NVRAM Over off-chip SPI-NOR Flash

This was the first time in 12 years that binary search trees were needed in microcontroller programming.

In this text, we will talk about how you can build an efficient software implementation of a non-volatile Key-Value Map (ki) over a cheap SPI NOR Flash for microcontroller projects. The point is simple. Need NVRAM.

An abstract data structure is required. Key-value. The key is a 32-bit integer. As data – a binary array of arbitrary length.

I already had a text about a simple, compact, naive, slow O (n) on-chip NOR Flash NVRAM https://habr.com/ru/articles/706972/, which generally works fine when 16kByte is available …128kBytes. Now it was necessary to create a full-fledged fast O(Log2(n)) NVRAM for off-chip NOR Flash(s) with sizes of 4….16 MByte.

Requirements for a great NVRAM

1–The working principle of NVRAM. You give a virtual 32bit address, data, data size, write data. You turn off the power. You turn on the power. You give the virtual address, you receive the data and their size.

2–The previous data with the ADDR key should remain if the power is lost at the time of writing the next block.

3–Can store different size data. For example, 512 bytes or more in one entry.

4–Data must be retained when power is lost.

5–Knot must be inserted quickly

6–The node must be quickly located

7–The node must be removed quickly

8–There must be no empty spaces in memory. Records follow one after another, back to back. No alignment whatsoever.

9–Data must be equipped with CRC16. This will allow you to identify events such as power failure at the time of recording the node, and simply distinguish the frame from random numbers.

10–Data must be stored encrypted. This will protect the data if someone decides to glue the chip with orange Kapton tape and blow off the SPI-NOR Flash (a) chip with a hot air gun for later reading the dump (a) by another microcontroller and parsing the data types inside.
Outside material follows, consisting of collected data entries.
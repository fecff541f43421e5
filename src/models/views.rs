use crate::models::student::{Student, DEFAULT_CLASSE};
use serde::{Deserialize, Serialize};

#[derive(Debug, Clone, Copy, PartialEq, Eq, Serialize, Deserialize)]
#[serde(rename_all = "lowercase")]
pub enum FlashLevel {
    Success,
    Error,
}

/// One-shot message shown by the next rendered view
#[derive(Debug, Clone, PartialEq, Eq, Serialize, Deserialize)]
pub struct Flash {
    pub level: FlashLevel,
    pub message: String,
}

impl Flash {
    pub fn success(message: impl Into<String>) -> Self {
        Self {
            level: FlashLevel::Success,
            message: message.into(),
        }
    }

    pub fn error(message: impl Into<String>) -> Self {
        Self {
            level: FlashLevel::Error,
            message: message.into(),
        }
    }
}

#[derive(Deserialize)]
pub struct LoginForm {
    pub username: String,
    pub password: String,
}

/// Landing page and the two static forms
#[derive(Debug, Serialize, Deserialize)]
pub struct PageView {
    pub page: String,
    pub authenticated: bool,
    pub flash: Option<Flash>,
}

/// Display form of one record: every field as text, absent ones empty and
/// a missing class shown as the placeholder
#[derive(Debug, Clone, PartialEq, Eq, Serialize, Deserialize)]
pub struct StudentRow {
    pub id: String,
    pub name: String,
    pub email: String,
    pub classe: String,
}

impl StudentRow {
    /// `None` for entries that are not student objects
    pub fn from_student(student: &Student) -> Option<Self> {
        student.as_value().as_object()?;

        Some(Self {
            id: student.id().unwrap_or_default(),
            name: student.field("name").unwrap_or_default(),
            email: student.email().unwrap_or_default(),
            classe: student
                .field("classe")
                .unwrap_or_else(|| DEFAULT_CLASSE.to_string()),
        })
    }
}

#[derive(Debug, Serialize, Deserialize)]
pub struct StudentListView {
    pub students: Vec<StudentRow>,
    pub flash: Option<Flash>,
}

#[derive(Debug, Serialize, Deserialize)]
pub struct StudentEditView {
    pub student: StudentRow,
    pub flash: Option<Flash>,
}

#[derive(Serialize)]
pub struct ErrorResponse {
    pub success: bool,
    pub error: String,
}

#[cfg(test)]
mod tests {
    use super::*;
    use serde_json::json;

    #[test]
    fn test_row_projects_scalars_and_placeholder() {
        let student = Student::from(json!({"id": 3, "name": "Chloé", "email": null}));

        assert_eq!(
            StudentRow::from_student(&student),
            Some(StudentRow {
                id: "3".to_string(),
                name: "Chloé".to_string(),
                email: String::new(),
                classe: DEFAULT_CLASSE.to_string(),
            })
        );
    }

    #[test]
    fn test_row_skips_non_objects() {
        assert_eq!(StudentRow::from_student(&Student::from(json!(42))), None);
    }
}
11–Data can be compressed. That is, to be compressed. This will allow more bytes of payload(s) to be loaded into NOR-Flash.

Features of working with SPI NOR flash

As a physical storage number, ordinary cheap SPI NOR Flash chips will act. For example MX25R6435F

In NOR Flash, when NOR Flash is written, the bits change according to the following law.

That is, a bit zero is considered a record. A separate zeroed bit cannot be cocked back to one. You have to erase the whole page. And this is about 4kByte.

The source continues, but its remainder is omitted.